> _What you are asked to do_: Print each line of the listing once more, precisely as given.

> _Listed records_:
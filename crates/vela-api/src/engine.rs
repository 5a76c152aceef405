//! # Mutation Engine
//!
//! Orchestrates validation and store writes for entity creation.
//!
//! ## Check Order
//! ```text
//! ┌─────────────────────────────────────────────────────────────────────────┐
//! │  create_customer   email uniqueness → phone format → name               │
//! │  create_product    price → stock → name                                 │
//! │  create_order      non-empty list → customer ref → product refs         │
//! │                    → derived total → transactional write                 │
//! └─────────────────────────────────────────────────────────────────────────┘
//! ```
//!
//! Each operation reports the first failure encountered, in the order
//! above, and writes nothing on failure. No operation retries on its own;
//! the caller decides whether to retry.

use std::collections::HashSet;

use chrono::Utc;
use tracing::{info, warn};

use vela_core::validation::{
    validate_name, validate_phone, validate_price, validate_product_list, validate_product_refs,
    validate_stock,
};
use vela_core::{Customer, Money, Order, OrderItem, OrderStatus, Product, ValidationError};
use vela_db::repository::customer::generate_customer_id;
use vela_db::repository::order::{generate_order_id, generate_order_item_id};
use vela_db::repository::product::generate_product_id;
use vela_db::{Database, DbError};

use crate::error::{ApiError, ApiResult};
use crate::request::{BulkCreateResult, BulkError, CustomerInput, OrderInput, ProductInput};

/// Orchestrates validation + store writes for single and batch creation.
///
/// Cloning is cheap; engines share the underlying pool.
#[derive(Debug, Clone)]
pub struct MutationEngine {
    db: Database,
}

impl MutationEngine {
    /// Creates a new engine over the given database.
    pub fn new(db: Database) -> Self {
        MutationEngine { db }
    }

    // =========================================================================
    // Customers
    // =========================================================================

    /// Creates a customer.
    ///
    /// Uniqueness is checked before the phone format: a malformed phone on an
    /// already-duplicate email still reports the duplicate. The `UNIQUE`
    /// column constraint remains active underneath as the backstop for
    /// concurrent writers racing past the pre-check.
    pub async fn create_customer(&self, input: &CustomerInput) -> ApiResult<Customer> {
        if self
            .db
            .customers()
            .find_by_email(&input.email)
            .await?
            .is_some()
        {
            return Err(ValidationError::DuplicateEmail {
                email: input.email.clone(),
            }
            .into());
        }

        validate_phone(input.phone.as_deref())?;
        validate_name(&input.name)?;

        let now = Utc::now();
        let customer = Customer {
            id: generate_customer_id(),
            name: input.name.trim().to_string(),
            email: input.email.clone(),
            phone: input
                .phone
                .as_deref()
                .filter(|p| !p.is_empty())
                .map(String::from),
            created_at: now,
            updated_at: now,
        };

        self.db
            .customers()
            .insert(&customer)
            .await
            .map_err(|err| match err {
                // Lost the race: another writer inserted the same email
                // between the pre-check and this insert.
                DbError::UniqueViolation { ref field } if field.contains("email") => {
                    ApiError::Validation(ValidationError::DuplicateEmail {
                        email: input.email.clone(),
                    })
                }
                other => other.into(),
            })?;

        info!(id = %customer.id, email = %customer.email, "Customer created");
        Ok(customer)
    }

    /// Creates a batch of customers with per-record isolation.
    ///
    /// Records are processed in input order; a failure on record *i* is
    /// recorded against its 1-based position and processing continues with
    /// record *i+1*. Each record commits in its own transaction, so one bad
    /// row never prevents valid rows from being created.
    pub async fn bulk_create_customers(&self, records: &[CustomerInput]) -> BulkCreateResult {
        let mut result = BulkCreateResult::default();

        for (position, record) in records.iter().enumerate() {
            match self.create_customer(record).await {
                Ok(customer) => result.created.push(customer),
                Err(err) => {
                    warn!(index = position + 1, error = %err, "Batch record rejected");
                    result.errors.push(BulkError {
                        index: position + 1,
                        message: err.to_string(),
                    });
                }
            }
        }

        info!(
            created = result.created.len(),
            failed = result.errors.len(),
            "Batch customer creation finished"
        );
        result
    }

    // =========================================================================
    // Products
    // =========================================================================

    /// Creates a product. Stock defaults to 0 when omitted.
    pub async fn create_product(&self, input: &ProductInput) -> ApiResult<Product> {
        validate_price(input.price_cents)?;

        let stock = input.stock.unwrap_or(0);
        validate_stock(stock)?;
        validate_name(&input.name)?;

        let now = Utc::now();
        let product = Product {
            id: generate_product_id(),
            name: input.name.trim().to_string(),
            price_cents: input.price_cents,
            stock,
            created_at: now,
            updated_at: now,
        };

        self.db.products().insert(&product).await?;

        info!(id = %product.id, name = %product.name, "Product created");
        Ok(product)
    }

    /// Raises every product with stock below `threshold` to `target` and
    /// returns the updated subset. An empty result is a success: nothing
    /// qualified. Running twice in a row with unchanged inputs yields an
    /// empty result the second time.
    pub async fn restock_low_stock(&self, threshold: i64, target: i64) -> ApiResult<Vec<Product>> {
        let updated = self.db.products().restock_below(threshold, target).await?;

        if !updated.is_empty() {
            info!(count = updated.len(), target, "Low-stock products restocked");
        }
        Ok(updated)
    }

    // =========================================================================
    // Orders
    // =========================================================================

    /// Creates an order for a customer over a set of products.
    ///
    /// The total is derived: the sum of the resolved products' prices at
    /// this moment, snapshotted into the item rows. Client-supplied totals
    /// are not accepted anywhere in the input. Any validation failure aborts
    /// before the first write; the order and its items commit in a single
    /// transaction.
    pub async fn create_order(&self, input: &OrderInput) -> ApiResult<Order> {
        validate_product_list(&input.product_ids)?;

        let customer = self
            .db
            .customers()
            .get_by_id(&input.customer_id)
            .await?
            .ok_or_else(|| ValidationError::UnknownCustomer {
                id: input.customer_id.clone(),
            })?;

        // Set semantics: a product referenced twice counts once.
        let mut seen = HashSet::new();
        let product_ids: Vec<String> = input
            .product_ids
            .iter()
            .filter(|id| seen.insert((*id).clone()))
            .cloned()
            .collect();

        let products = self.db.products().find_by_ids(&product_ids).await?;
        let resolved: HashSet<String> = products.iter().map(|p| p.id.clone()).collect();
        validate_product_refs(&product_ids, &resolved)?;

        let total: Money = products.iter().map(Product::price).sum();
        let now = Utc::now();

        let order = Order {
            id: generate_order_id(),
            customer_id: customer.id.clone(),
            total_cents: total.cents(),
            order_date: input.order_date.unwrap_or(now),
            status: OrderStatus::Pending,
            created_at: now,
        };

        let items: Vec<OrderItem> = products
            .iter()
            .map(|product| OrderItem {
                id: generate_order_item_id(),
                order_id: order.id.clone(),
                product_id: product.id.clone(),
                price_cents: product.price_cents,
                created_at: now,
            })
            .collect();

        self.db.orders().insert_with_items(&order, &items).await?;

        info!(
            id = %order.id,
            customer_id = %order.customer_id,
            total = %order.total(),
            products = items.len(),
            "Order created"
        );
        Ok(order)
    }
}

> _Response area_:
filename crates/vela-api/src/engine.rs
repository 5a76c152aceef405
//! # Mutation Engine
//!
//! Orchestrates validation and store writes for entity creation.
//!
//! ## Check Order
//! ```text
//! ┌─────────────────────────────────────────────────────────────────────────┐
//! │  create_customer   email uniqueness → phone format → name               │
//! │  create_product    price → stock → name                                 │
//! │  create_order      non-empty list → customer ref → product refs         │
//! │                    → derived total → transactional write                 │
//! └─────────────────────────────────────────────────────────────────────────┘
//! ```
//!
//! Each operation reports the first failure encountered, in the order
//! above, and writes nothing on failure. No operation retries on its own;
//! the caller decides whether to retry.

use std::collections::HashSet;

use chrono::Utc;
use tracing::{info, warn};

use vela_core::validation::{
    validate_name, validate_phone, validate_price, validate_product_list, validate_product_refs,
    validate_stock,
};
use vela_core::{Customer, Money, Order, OrderItem, OrderStatus, Product, ValidationError};
use vela_db::repository::customer::generate_customer_id;
use vela_db::repository::order::{generate_order_id, generate_order_item_id};
use vela_db::repository::product::generate_product_id;
use vela_db::{Database, DbError};

use crate::error::{ApiError, ApiResult};
use crate::request::{BulkCreateResult, BulkError, CustomerInput, OrderInput, ProductInput};

/// Orchestrates validation + store writes for single and batch creation.
///
/// Cloning is cheap; engines share the underlying pool.
#[derive(Debug, Clone)]
pub struct MutationEngine {
    db: Database,
}

impl MutationEngine {
    /// Creates a new engine over the given database.
    pub fn new(db: Database) -> Self {
        MutationEngine { db }
    }

    // =========================================================================
    // Customers
    // =========================================================================

    /// Creates a customer.
    ///
    /// Uniqueness is checked before the phone format: a malformed phone on an
    /// already-duplicate email still reports the duplicate. The `UNIQUE`
    /// column constraint remains active underneath as the backstop for
    /// concurrent writers racing past the pre-check.
    pub async fn create_customer(&self, input: &CustomerInput) -> ApiResult<Customer> {
        if self
            .db
            .customers()
            .find_by_email(&input.email)
            .await?
            .is_some()
        {
            return Err(ValidationError::DuplicateEmail {
                email: input.email.clone(),
            }
            .into());
        }

        validate_phone(input.phone.as_deref())?;
        validate_name(&input.name)?;

        let now = Utc::now();
        let customer = Customer {
            id: generate_customer_id(),
            name: input.name.trim().to_string(),
            email: input.email.clone(),
            phone: input
                .phone
                .as_deref()
                .filter(|p| !p.is_empty())
                .map(String::from),
            created_at: now,
            updated_at: now,
        };

        self.db
            .customers()
            .insert(&customer)
            .await
            .map_err(|err| match err {
                // Lost the race: another writer inserted the same email
                // between the pre-check and this insert.
                DbError::UniqueViolation { ref field } if field.contains("email") => {
                    ApiError::Validation(ValidationError::DuplicateEmail {
                        email: input.email.clone(),
                    })
                }
                other => other.into(),
            })?;

        info!(id = %customer.id, email = %customer.email, "Customer created");
        Ok(customer)
    }

    /// Creates a batch of customers with per-record isolation.
    ///
    /// Records are processed in input order; a failure on record *i* is
    /// recorded against its 1-based position and processing continues with
    /// record *i+1*. Each record commits in its own transaction, so one bad
    /// row never prevents valid rows from being created.
    pub async fn bulk_create_customers(&self, records: &[CustomerInput]) -> BulkCreateResult {
        let mut result = BulkCreateResult::default();

        for (position, record) in records.iter().enumerate() {
            match self.create_customer(record).await {
                Ok(customer) => result.created.push(customer),
                Err(err) => {
                    warn!(index = position + 1, error = %err, "Batch record rejected");
                    result.errors.push(BulkError {
                        index: position + 1,
                        message: err.to_string(),
                    });
                }
            }
        }

        info!(
            created = result.created.len(),
            failed = result.errors.len(),
            "Batch customer creation finished"
        );
        result
    }

    // =========================================================================
    // Products
    // =========================================================================

    /// Creates a product. Stock defaults to 0 when omitted.
    pub async fn create_product(&self, input: &ProductInput) -> ApiResult<Product> {
        validate_price(input.price_cents)?;

        let stock = input.stock.unwrap_or(0);
        validate_stock(stock)?;
        validate_name(&input.name)?;

        let now = Utc::now();
        let product = Product {
            id: generate_product_id(),
            name: input.name.trim().to_string(),
            price_cents: input.price_cents,
            stock,
            created_at: now,
            updated_at: now,
        };

        self.db.products().insert(&product).await?;

        info!(id = %product.id, name = %product.name, "Product created");
        Ok(product)
    }

    /// Raises every product with stock below `threshold` to `target` and
    /// returns the updated subset. An empty result is a success: nothing
    /// qualified. Running twice in a row with unchanged inputs yields an
    /// empty result the second time.
    pub async fn restock_low_stock(&self, threshold: i64, target: i64) -> ApiResult<Vec<Product>> {
        let updated = self.db.products().restock_below(threshold, target).await?;

        if !updated.is_empty() {
            info!(count = updated.len(), target, "Low-stock products restocked");
        }
        Ok(updated)
    }

    // =========================================================================
    // Orders
    // =========================================================================

    /// Creates an order for a customer over a set of products.
    ///
    /// The total is derived: the sum of the resolved products' prices at
    /// this moment, snapshotted into the item rows. Client-supplied totals
    /// are not accepted anywhere in the input. Any validation failure aborts
    /// before the first write; the order and its items commit in a single
    /// transaction.
    pub async fn create_order(&self, input: &OrderInput) -> ApiResult<Order> {
        validate_product_list(&input.product_ids)?;

        let customer = self
            .db
            .customers()
            .get_by_id(&input.customer_id)
            .await?
            .ok_or_else(|| ValidationError::UnknownCustomer {
                id: input.customer_id.clone(),
            })?;

        // Set semantics: a product referenced twice counts once.
        let mut seen = HashSet::new();
        let product_ids: Vec<String> = input
            .product_ids
            .iter()
            .filter(|id| seen.insert((*id).clone()))
            .cloned()
            .collect();

        let products = self.db.products().find_by_ids(&product_ids).await?;
        let resolved: HashSet<String> = products.iter().map(|p| p.id.clone()).collect();
        validate_product_refs(&product_ids, &resolved)?;

        let total: Money = products.iter().map(Product::price).sum();
        let now = Utc::now();

        let order = Order {
            id: generate_order_id(),
            customer_id: customer.id.clone(),
            total_cents: total.cents(),
            order_date: input.order_date.unwrap_or(now),
            status: OrderStatus::Pending,
            created_at: now,
        };

        let items: Vec<OrderItem> = products
            .iter()
            .map(|product| OrderItem {
                id: generate_order_item_id(),
                order_id: order.id.clone(),
                product_id: product.id.clone(),
                price_cents: product.price_cents,
                created_at: now,
            })
            .collect();

        self.db.orders().insert_with_items(&order, &items).await?;

        info!(
            id = %order.id,
            customer_id = %order.customer_id,
            total = %order.total(),
            products = items.len(),
            "Order created"
        );
        Ok(order)
    }
}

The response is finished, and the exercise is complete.